Per Giuseppe Conte è ragionevole “che le forze politiche che sostengono il governo provino a dialogare anche a livello regionale. In Puglia e nelle Marche presentarsi divisi espone al rischio di sprecare una grande occasione”. Dal suo punto di vista il “pochette” del Consiglio ha perfettamente ragione e non va certo biasimato per aver imparato da subito che la politica è “sangue e merda” come ebbe a dire Rino Formica in una ormai celebre dichiarazione.
Ma questa, lungi dall’essere realpolitik, è solo un tentativo neanche troppo discreto di preservare a livello nazionale una situazione politica disperata tenuta in piedi dalla sola pandemia.
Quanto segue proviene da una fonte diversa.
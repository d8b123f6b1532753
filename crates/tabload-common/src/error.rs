//! Error types shared across the workspace

use thiserror::Error;

/// Result type alias for common operations
pub type Result<T> = std::result::Result<T, TabloadError>;

/// Error type for the common crate
#[derive(Error, Debug)]
pub enum TabloadError {
    #[error("IO error: {0}")]
    Io(#[from] std::io::Error),

    #[error("Invalid value for {setting}: {value}")]
    InvalidSetting { setting: &'static str, value: String },

    #[error("Logging error: {0}")]
    Logging(String),
}

impl TabloadError {
    pub fn invalid_setting(setting: &'static str, value: impl Into<String>) -> Self {
        Self::InvalidSetting {
            setting,
            value: value.into(),
        }
    }
}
Non è infatti un mistero che, se non fosse arrivato il Covid a tenere in sella Giuseppe Conte, probabilmente costui sarebbe ritornato a fare l’avvocato da un pezzo mentre il Partito Democratico e i Pentastar sarebbero stati già consegnati ai libri di storia come esperimenti mal riusciti e archiviati.
Il Governo Conte due- con annesso Covid -è giunto come una manna ad allungare l’agonia dei partiti di maggioranza. Il Premier sa perfettamente che il suo è un governo fondato sull’agonia (in tutti i sensi). Conte infatti non è per nulla interessato alla buona salute dei partiti che lo sostengono. Questi ultimi sono solo delle mummie che gli consentono di restare in sella per il maggior tempo possibile: se le mummie non perdono di brutto allora il suo gabinetto è salvo mentre se perdono malamente allora le cose si complicano. Ed è per questo che si affanna a favorire l’ammucchiata nel tentativo maldestro di salvare il salvabile.
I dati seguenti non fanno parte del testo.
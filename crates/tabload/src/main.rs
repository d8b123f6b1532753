//! tabload - bulk-load delimited files from object storage into MySQL

use anyhow::Result;
use clap::{Parser, Subcommand};
use std::path::PathBuf;
use std::process::ExitCode;
use std::sync::Arc;
use tabload::{Config, MySqlSink, Pipeline, RunError, RunResult, S3Store};
use tabload_common::logging::{init_logging, LogConfig, LogLevel};
use tokio::signal;
use tokio_util::sync::CancellationToken;
use tracing::{error, info};

const EXIT_SUCCESS: u8 = 0;
const EXIT_FILE_FAILURES: u8 = 1;
const EXIT_FATAL: u8 = 2;

#[derive(Parser, Debug)]
#[command(name = "tabload")]
#[command(author, version, about = "Load tabular files from S3 into MySQL")]
struct Cli {
    #[command(subcommand)]
    command: Command,

    /// Verbose output
    #[arg(short, long, global = true)]
    verbose: bool,
}

#[derive(Subcommand, Debug)]
enum Command {
    /// Execute one load run
    Run {
        /// Configuration file (TOML)
        #[arg(short, long, env = "TABLOAD_CONFIG")]
        config: Option<PathBuf>,

        /// Override the configured concurrency
        #[arg(long)]
        concurrency: Option<usize>,

        /// Print the run result as JSON on stdout
        #[arg(long)]
        json: bool,
    },

    /// Load and validate configuration without touching storage or the sink
    CheckConfig {
        /// Configuration file (TOML)
        #[arg(short, long, env = "TABLOAD_CONFIG")]
        config: Option<PathBuf>,
    },
}

#[tokio::main]
async fn main() -> ExitCode {
    let cli = Cli::parse();

    let log_level = if cli.verbose {
        LogLevel::Debug
    } else {
        LogLevel::Info
    };

    let log_config = LogConfig::builder()
        .level(log_level)
        .log_file_prefix("tabload")
        .filter_directives("aws_config=warn,aws_smithy_runtime=warn,sqlx=warn")
        .build();

    // Environment variables take precedence
    let log_config = match log_config.merge_env() {
        Ok(config) => config,
        Err(e) => {
            eprintln!("Invalid logging configuration: {}", e);
            return ExitCode::from(EXIT_FATAL);
        },
    };

    let _guard = match init_logging(&log_config) {
        Ok(guard) => guard,
        Err(e) => {
            eprintln!("Failed to initialize logging: {}", e);
            return ExitCode::from(EXIT_FATAL);
        },
    };

    let outcome = match cli.command {
        Command::Run {
            config,
            concurrency,
            json,
        } => run(config, concurrency, json).await,
        Command::CheckConfig { config } => check_config(config),
    };

    if let Err(e) = &outcome {
        error!("{:#}", e);
        eprintln!("error: {:#}", e);
    }
    ExitCode::from(exit_status(&outcome))
}

/// Fatal errors map to 2; otherwise the command's own status
fn exit_status(outcome: &Result<u8>) -> u8 {
    match outcome {
        Ok(status) => *status,
        Err(_) => EXIT_FATAL,
    }
}

/// 0 when no file failed, 1 otherwise
fn run_status(result: &RunResult) -> u8 {
    if result.is_success() {
        EXIT_SUCCESS
    } else {
        EXIT_FILE_FAILURES
    }
}

async fn run(config_path: Option<PathBuf>, concurrency: Option<usize>, json: bool) -> Result<u8> {
    let mut config = Config::load(config_path.as_deref()).map_err(RunError::from)?;
    if let Some(concurrency) = concurrency {
        config.concurrency = concurrency;
        config.validate().map_err(RunError::from)?;
    }

    let store = Arc::new(S3Store::new(&config.storage).await);
    let sink = Arc::new(MySqlSink::connect_lazy(&config.sink));
    let pipeline = Pipeline::new(config.pipeline_options()?, config.loader()?, store, sink);

    let cancel = CancellationToken::new();
    tokio::spawn(cancel_on_signal(cancel.clone()));

    let result = pipeline.run(cancel).await?;

    for failure in result.failed() {
        eprintln!("FAILED {} [{}]: {}", failure.source_key, failure.stage, failure.reason);
    }
    if json {
        println!("{}", serde_json::to_string_pretty(&result)?);
    }
    info!("{}", result.summary());

    Ok(run_status(&result))
}

fn check_config(config_path: Option<PathBuf>) -> Result<u8> {
    let config = Config::load(config_path.as_deref())?;
    let location = config.location()?;

    println!("bucket: {}", location.bucket);
    println!("prefix: {}", location.prefix);
    println!("staging_directory: {}", config.staging_directory.display());
    println!("concurrency: {}", config.concurrency);
    println!(
        "sink: {}@{}:{}/{}",
        config.sink.username, config.sink.host, config.sink.port, config.sink.database
    );
    Ok(EXIT_SUCCESS)
}

/// Cancel `token` on Ctrl+C or SIGTERM
async fn cancel_on_signal(token: CancellationToken) {
    let ctrl_c = async {
        if let Err(e) = signal::ctrl_c().await {
            error!("Failed to install Ctrl+C handler: {}", e);
            std::future::pending::<()>().await;
        }
    };

    #[cfg(unix)]
    let terminate = async {
        match signal::unix::signal(signal::unix::SignalKind::terminate()) {
            Ok(mut signal) => {
                signal.recv().await;
            },
            Err(e) => {
                error!("Failed to install SIGTERM handler: {}", e);
                std::future::pending::<()>().await;
            },
        }
    };

    #[cfg(not(unix))]
    let terminate = std::future::pending::<()>();

    tokio::select! {
        _ = ctrl_c => {
            info!("Received Ctrl+C, cancelling run");
        },
        _ = terminate => {
            info!("Received terminate signal, cancelling run");
        },
    }

    token.cancel();
}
Se Giuseppe Conte avesse a cuore il destino dei due partiti che briga per mettere insieme non spingerebbe mai e poi mai per questa alleanza innaturale e dannosa sia per Nicola Zingaretti sia per Luigi Di Maio (ma soprattutto per i rispettivi elettori). E così, se domani ci fosse il matrimonio tanto agognato dall’Avvocato del Popolo, verrebbe a cadere in un colpo solo l’utopia anticasta da cui è nato il MoVimento e la speranza del Partito Democratico di rappresentare la sinistra ripartendo dalle istanze storiche del mondo del lavoro. Quel “mai coi Cinquestelle” di Zingaretti e quel “mai con il Partito di Bibbiano” di Di Maio rimbombano forte come non mai in queste ore mostrando la disperazione di chi ha pronunciato queste frasi per poi rimangiarsele.
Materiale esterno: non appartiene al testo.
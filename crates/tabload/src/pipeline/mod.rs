//! Run orchestration
//!
//! One run lists the configured location, then drives every object through
//! fetch → parse → load. A failure in any stage is recorded against that
//! object and the run moves on; only configuration, staging-directory and
//! listing failures end a run early.
//!
//! With `concurrency > 1` several objects are in flight at once. Results are
//! still folded into the [`RunResult`] in listing order, and each object is
//! staged into its own subdirectory so equal basenames cannot clobber each
//! other.

use futures::stream::{self, StreamExt};
use std::path::{Path, PathBuf};
use std::sync::atomic::{AtomicU8, Ordering};
use std::sync::Arc;
use std::time::Duration;
use tokio_util::sync::CancellationToken;
use tracing::{debug, error, info, info_span, warn, Instrument};
use uuid::Uuid;

use crate::error::{FetchError, FileError, ParseError, RunError, Stage};
use crate::loader::{TableSink, TabularLoader};
use crate::storage::{ObjectRef, ObjectStore, StorageLocation};

pub mod result;

pub use result::{FailedFile, FileOutcome, RunAccumulator, RunResult, RunStatus};

/// Run-level settings
#[derive(Debug, Clone)]
pub struct PipelineOptions {
    pub location: StorageLocation,
    pub staging_directory: PathBuf,
    /// Objects in flight at once; `0` is treated as `1`
    pub concurrency: usize,
    /// How long in-flight objects may keep running after cancellation
    pub shutdown_grace: Duration,
    pub remove_staged_files: bool,
}

impl PipelineOptions {
    pub fn new(location: StorageLocation, staging_directory: impl Into<PathBuf>) -> Self {
        Self {
            location,
            staging_directory: staging_directory.into(),
            concurrency: 1,
            shutdown_grace: Duration::from_secs(30),
            remove_staged_files: false,
        }
    }

    pub fn with_concurrency(mut self, concurrency: usize) -> Self {
        self.concurrency = concurrency;
        self
    }

    pub fn with_shutdown_grace(mut self, grace: Duration) -> Self {
        self.shutdown_grace = grace;
        self
    }

    pub fn with_remove_staged_files(mut self, remove: bool) -> Self {
        self.remove_staged_files = remove;
        self
    }
}

/// Storage → loader → sink orchestrator
pub struct Pipeline {
    options: PipelineOptions,
    loader: TabularLoader,
    store: Arc<dyn ObjectStore>,
    sink: Arc<dyn TableSink>,
}

impl Pipeline {
    pub fn new(
        options: PipelineOptions,
        loader: TabularLoader,
        store: Arc<dyn ObjectStore>,
        sink: Arc<dyn TableSink>,
    ) -> Self {
        Self {
            options,
            loader,
            store,
            sink,
        }
    }

    /// Execute one run
    ///
    /// Cancelling `cancel` stops dispatch of further objects. Objects already
    /// in flight get `shutdown_grace` to finish before they are abandoned and
    /// recorded as cancelled.
    pub async fn run(&self, cancel: CancellationToken) -> Result<RunResult, RunError> {
        let run_id = Uuid::new_v4();
        let span = info_span!("run", %run_id, location = %self.options.location);
        self.execute(run_id, cancel).instrument(span).await
    }

    async fn execute(&self, run_id: Uuid, cancel: CancellationToken) -> Result<RunResult, RunError> {
        let mut acc = RunAccumulator::new(run_id);
        let concurrency = self.options.concurrency.max(1);
        info!(state = "init", concurrency, "Starting run");

        let staging = &self.options.staging_directory;
        tokio::fs::create_dir_all(staging)
            .await
            .map_err(|source| RunError::Staging {
                path: staging.clone(),
                source,
            })?;

        info!(state = "listing", "Listing objects");
        let objects = match self.store.list(&self.options.location).await {
            Ok(objects) => objects,
            Err(e) => {
                error!(state = "failed", error = %e, "Listing failed");
                return Err(e.into());
            },
        };
        acc.set_listed(objects.len());

        if objects.is_empty() {
            info!(state = "empty", "No objects found");
            return Ok(acc.finish(RunStatus::Empty));
        }

        if let Some(max) = self.sink.max_connections() {
            if (max as usize) < concurrency {
                warn!(
                    max_connections = max,
                    concurrency, "Sink pool is smaller than concurrency; loads will queue"
                );
            }
        }

        info!(state = "processing", objects = objects.len(), "Processing objects");

        let outcomes = stream::iter(objects.into_iter().enumerate())
            .take_until(cancel.clone().cancelled_owned())
            .map(|(ordinal, object)| self.process_with_grace(ordinal, object, concurrency, &cancel))
            .buffered(concurrency);
        let mut outcomes = std::pin::pin!(outcomes);

        while let Some(outcome) = outcomes.next().await {
            acc.record(outcome);
        }

        let status = acc.processing_status();
        let result = acc.finish(status);
        info!(
            state = %status,
            attempted = result.attempted(),
            loaded = result.loaded().len(),
            failed = result.failed().len(),
            "{}",
            result.summary()
        );
        Ok(result)
    }

    /// Race one object against cancellation plus the grace period
    async fn process_with_grace(
        &self,
        ordinal: usize,
        object: ObjectRef,
        concurrency: usize,
        cancel: &CancellationToken,
    ) -> FileOutcome {
        let source_key = object.key.clone();
        let tracker = StageTracker::default();
        let grace = self.options.shutdown_grace;

        let deadline = async {
            cancel.cancelled().await;
            tokio::time::sleep(grace).await;
        };

        tokio::select! {
            biased;
            outcome = self.process(ordinal, object, concurrency, &tracker) => outcome,
            () = deadline => {
                let stage = tracker.get();
                warn!(key = %source_key, %stage, "Abandoned after shutdown grace period");
                FileOutcome::Failed {
                    source_key,
                    error: FileError::Cancelled(stage),
                }
            }
        }
    }

    async fn process(
        &self,
        ordinal: usize,
        object: ObjectRef,
        concurrency: usize,
        tracker: &StageTracker,
    ) -> FileOutcome {
        let source_key = object.key.clone();
        let span = info_span!("file", key = %source_key);

        let processed = self
            .fetch_parse_load(ordinal, object, concurrency, tracker)
            .instrument(span)
            .await;
        if self.options.remove_staged_files && concurrency > 1 {
            remove_staging_subdir(&self.staging_subdir(ordinal)).await;
        }

        match processed {
            Ok((table, rows)) => {
                info!(key = %source_key, %table, rows, "Loaded");
                FileOutcome::Loaded {
                    source_key,
                    table,
                    rows,
                }
            },
            Err(error) => {
                warn!(
                    key = %source_key,
                    stage = %error.stage(),
                    error = %error,
                    "File failed, continuing with next"
                );
                FileOutcome::Failed { source_key, error }
            },
        }
    }

    async fn fetch_parse_load(
        &self,
        ordinal: usize,
        object: ObjectRef,
        concurrency: usize,
        tracker: &StageTracker,
    ) -> Result<(String, u64), FileError> {
        tracker.set(Stage::Fetch);
        let destination = self.staging_dir_for(ordinal, concurrency).await?;
        let staged = self
            .store
            .fetch(&self.options.location.bucket, object, &destination)
            .await?;
        debug!(path = %staged.local_path.display(), bytes = staged.bytes_written, "Staged");

        tracker.set(Stage::Parse);
        let loader = self.loader.clone();
        let to_parse = staged.clone();
        let parsed = tokio::task::spawn_blocking(move || loader.parse(&to_parse))
            .await
            .map_err(|e| ParseError::Task(e.to_string()))?;

        if self.options.remove_staged_files {
            remove_staged(&staged.local_path).await;
        }
        let batch = parsed?;

        tracker.set(Stage::Load);
        let rows = self.loader.load(&batch, self.sink.as_ref()).await?;
        Ok((batch.name, rows))
    }

    async fn staging_dir_for(&self, ordinal: usize, concurrency: usize) -> Result<PathBuf, FetchError> {
        let base = &self.options.staging_directory;
        if concurrency <= 1 {
            return Ok(base.clone());
        }

        let dir = self.staging_subdir(ordinal);
        tokio::fs::create_dir_all(&dir)
            .await
            .map_err(|source| FetchError::LocalWrite {
                path: dir.clone(),
                source,
            })?;
        Ok(dir)
    }

    fn staging_subdir(&self, ordinal: usize) -> PathBuf {
        self.options.staging_directory.join(format!("{:05}", ordinal))
    }
}

async fn remove_staged(path: &Path) {
    if let Err(e) = tokio::fs::remove_file(path).await {
        warn!(path = %path.display(), error = %e, "Failed to remove staged file");
    }
}

async fn remove_staging_subdir(dir: &Path) {
    match tokio::fs::remove_dir_all(dir).await {
        Ok(()) => {},
        Err(e) if e.kind() == std::io::ErrorKind::NotFound => {},
        Err(e) => warn!(path = %dir.display(), error = %e, "Failed to remove staging subdirectory"),
    }
}

/// Current stage of one in-flight object
#[derive(Debug, Default)]
struct StageTracker(AtomicU8);

impl StageTracker {
    fn set(&self, stage: Stage) {
        let raw = match stage {
            Stage::Fetch => 0,
            Stage::Parse => 1,
            Stage::Load => 2,
        };
        self.0.store(raw, Ordering::Relaxed);
    }

    fn get(&self) -> Stage {
        match self.0.load(Ordering::Relaxed) {
            0 => Stage::Fetch,
            1 => Stage::Parse,
            _ => Stage::Load,
        }
    }
}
L’elettore grillino, che si era iscritto ai Cinquestelle per aprire il Parlamento come una scatoletta di tonno, riceverà a casa la tessera del PD mentre l’elettore di sinistra, tronfio della propria storia basata sul primato della politica e con la puzzetta sotto il naso, si troverà a braccetto con quella marea ruttante e trasudante ignoranza rappresentata dal mondo grillino. La fine delle ragioni fondative di entrambi i partiti lascerà il campo al “Polo della paura”: paura di perdere le elezioni, paura di non avere idee, paura di leggere la realtà e trovarla diversa dalle proprie convinzioni, paura di mostrare il nulla che c’è dietro il logo del proprio partito al netto di qualche slogan più o meno riuscito.
Il “Polo della paura” si posa su due pilastri: la frustrazione pentastar di aver avuto tutto il consenso necessario per fare la rivoluzione senza saperla fare, unito allo psicodramma democratico di vedere il potere come unica meta da raggiungere a tutti i costi, facendo di ogni sconfitta elettorale motivo per un attacco isterico, manco fossero tutti della Juve. Due debolezze non fanno una forza. Mai.